Baclofen is neuroprotective and prevents loss of calcium/calmodulin-dependent protein kinase II immunoreactivity in the ischemic gerbil hippocampus.

作者信息

Babcock Alex M, Everingham Andi, Paden Charles M, Kimura Maki

机构信息

Department of Psychology, Montana State University, Bozeman, Montana 59715, USA.

出版信息

J Neurosci Res. 2002 Mar 15;67(6):804-11. doi: 10.1002/jnr.10169.

Abstract

Excessive release of glutamate during transient cerebral ischemia initiates a cascade of events that leads to the delayed and selective death of neurons located in the hippocampus.
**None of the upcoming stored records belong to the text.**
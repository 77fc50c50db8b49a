//! JSON response envelopes.
//!
//! Every endpoint answers `{"status": "success", ...}` on the happy path;
//! errors are formatted by [`crate::error::AppError`]. List endpoints carry a
//! `results` count, paginated ones additionally `total`/`pages`/`currentPage`.

use serde::Serialize;

#[derive(Debug, Serialize)]
pub struct Envelope<T> {
    pub status: &'static str,
    pub data: T,
}

impl<T: Serialize> Envelope<T> {
    pub fn success(data: T) -> Self {
        Self {
            status: "success",
            data,
        }
    }
}

#[derive(Debug, Serialize)]
pub struct ListEnvelope<T> {
    pub status: &'static str,
    pub results: usize,
    pub data: T,
}

impl<T: Serialize> ListEnvelope<T> {
    pub fn success(results: usize, data: T) -> Self {
        Self {
            status: "success",
            results,
            data,
        }
    }
}

#[derive(Debug, Serialize)]
#[serde(rename_all = "camelCase")]
pub struct PageEnvelope<T> {
    pub status: &'static str,
    pub results: usize,
    pub total: i64,
    pub pages: i64,
    pub current_page: i64,
    pub data: Vec<T>,
}

impl<T: Serialize> PageEnvelope<T> {
    pub fn success(total: i64, pages: i64, current_page: i64, data: Vec<T>) -> Self {
        Self {
            status: "success",
            results: data.len(),
            total,
            pages,
            current_page,
            data,
        }
    }
}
Activity of calcium calmodulin kinase II (CaM kinase), a protein kinase critical to neuronal functioning, disappears following ischemia. The in vivo link between glutamate excitoxicity and alterations in CaM kinase activity has not been extensively studied. Baclofen, a selective gamma-aminobutyric acid (GABA)(B) receptor agonist, has been shown to inhibit glutamate release. The present study evaluated the neuroprotective efficacy of this compound and assessed early changes in hippocampal-dependent behaviors and CaM kinase immunoreactivity following transient cerebral ischemia. Baclofen (50 mg/kg) prevented both the loss of hippocampal CA1 pyramidal cells and the reduction in hippocampal CaM kinase immunoreactivity observed in control animals following ischemic insult. Cerebral ischemia produced a significant increase in working memory errors; however, baclofen failed to attenuate this memory deficit. Results confirm that baclofen is neuroprotective and support a link between glutamate excitotoxicity and reductions in CaM kinase immunoreactivity.

摘要

短暂性脑缺血期间谷氨酸的过度释放引发了一系列事件,导致海马区神经元的延迟性和选择性死亡。钙/钙调蛋白激酶II(CaM激酶)是一种对神经元功能至关重要的蛋白激酶,其活性在缺血后消失。谷氨酸兴奋性毒性与CaM激酶活性改变之间的体内联系尚未得到广泛研究。巴氯芬是一种选择性γ-氨基丁酸(GABA)(B)受体激动剂,已被证明可抑制谷氨酸释放。本研究评估了该化合物的神经保护作用,并评估了短暂性脑缺血后海马依赖性行为和CaM激酶免疫反应性的早期变化。巴氯芬(50毫克/千克)可防止缺血性损伤后对照动物海马CA1锥体细胞的丢失以及海马CaM激酶免疫反应性的降低。脑缺血导致工作记忆错误显著增加;然而,巴氯芬未能减轻这种记忆缺陷。结果证实巴氯芬具有神经保护作用,并支持谷氨酸兴奋性毒性与CaM激酶免疫反应性降低之间的联系。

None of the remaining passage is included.